Por otra parte, Weber afirma que para el hombre en cuanto hombre nada tiene valor si no
puede lograrlo con pasión. Si existe tal pasión, por considerable, verdadera y profunda que sea,
no basta para lograr un resultado. Ella es sólo una condición preliminar de la inspiración, que
es lo realmente decisivo. De tal inspiración participan incluso los aficionados, aun careciendo
de la seguridad de un método de trabajo; sin embargo, la idea surge cuando menos se espera
y no cuando se desea; brota de pronto, después de muchas tribulaciones y esfuerzo dedicado
en el escritorio. Después de todo, dice Weber, el trabajador científico debe tomar en cuenta el
azar, común a toda realización científica, de que la inspiración acuda o no.

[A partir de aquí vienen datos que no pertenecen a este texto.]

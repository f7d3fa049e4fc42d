use super::connection::ConnectionState;
use crate::infrastructure::{OutboundQueue, TaskManager};
use crate::subscription::SubscriptionRegistry;
use crate::types::ChannelError;
use std::time::Instant;
use tokio::sync::watch;

/// Consolidated mutable state for TaskChannel
/// Using a single struct reduces lock contention
pub struct ClientState {
    /// When the in-flight heartbeat probe was sent, if one is pending
    pub pending_probe: Option<Instant>,

    /// Task-id subscriptions managed by this channel
    pub registry: SubscriptionRegistry,

    /// Frames written while not open, flushed on the next open
    pub queue: OutboundQueue,

    /// Background task manager
    pub task_manager: TaskManager,

    /// Whether the disconnect was manual (prevents auto-reconnect)
    pub was_manual_disconnect: bool,

    /// Sender for state change notifications
    pub state_change_tx: Option<watch::Sender<(ConnectionState, bool)>>,

    /// Most recent failure, for the observable error surface
    pub last_error: Option<ChannelError>,
}

impl ClientState {
    pub fn new() -> Self {
        Self {
            pending_probe: None,
            registry: SubscriptionRegistry::new(),
            queue: OutboundQueue::new(),
            task_manager: TaskManager::new(),
            was_manual_disconnect: false,
            state_change_tx: None,
            last_error: None,
        }
    }

    /// Notify state change watchers
    pub fn notify_state_change(&self, state: ConnectionState, manual: bool) {
        if let Some(tx) = &self.state_change_tx
            && tx.send((state, manual)).is_err()
        {
            tracing::debug!(
                "State change watcher disconnected, could not notify state: {:?}",
                state
            );
        }
    }
}

impl Default for ClientState {
    fn default() -> Self {
        Self::new()
    }
}
// Module declarations
mod builder;
mod connection;
mod core;
mod state;

// Public API exports
pub use builder::{TaskChannelBuilder, TaskChannelOptions};
pub use connection::{ConnectionManager, ConnectionState};
pub use core::TaskChannel;
pub use state::ClientState;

“En el terreno de la ciencia sólo posee personalidad quien se entrega pura y simplemente al
servicio de una causa”. La labor científica está inmersa en la corriente del progreso, de tal
manera que lo producido en determinada época, tiempo después, de diez, veinte o cincuenta
años, se vuelve arcaico - tal consideración corresponde al tiempo de Max Weber, hoy tal escala
se reduce a meses, según sea el caso. Se ha de señalar que, gracias a que son superables
tales labores, debe considerarse como finalidad peculiar universal de todos nosotros la ley del
progreso, el sentido de la ciencia, ya que toda nuestra existencia está sujeta a la dominación
del cálculo y la previsión.
Toda persona que se crea llamado a la profesión académica debe tener conciencia clara de
que la tarea que le aguarda tiene una doble vertiente: no le bastará con estar cualificado como
sabio, sino que ha de estarlo también como profesor y estas dos cualidades no se implican
recíprocamente ni muchísimo menos.
En la actualidad la situación interior de la vocación científica está condicionada, en primer lugar,
por el hecho de que la ciencia ha entrado en un estadio de especialización antes desconocido y
en el que se va a mantener para siempre.
En el campo de la ciencia sólo tiene <<personalidad>> quién está pura y simplemente al
servicio de una causa.
El trabajo científico está sometido a un destino que lo distingue profundamente del trabajo
artístico. El trabajo científico está inmerso en la corriente del progreso, mientras que en el
terreno del arte, por el contrario, no cabe hablar de progreso en este sentido.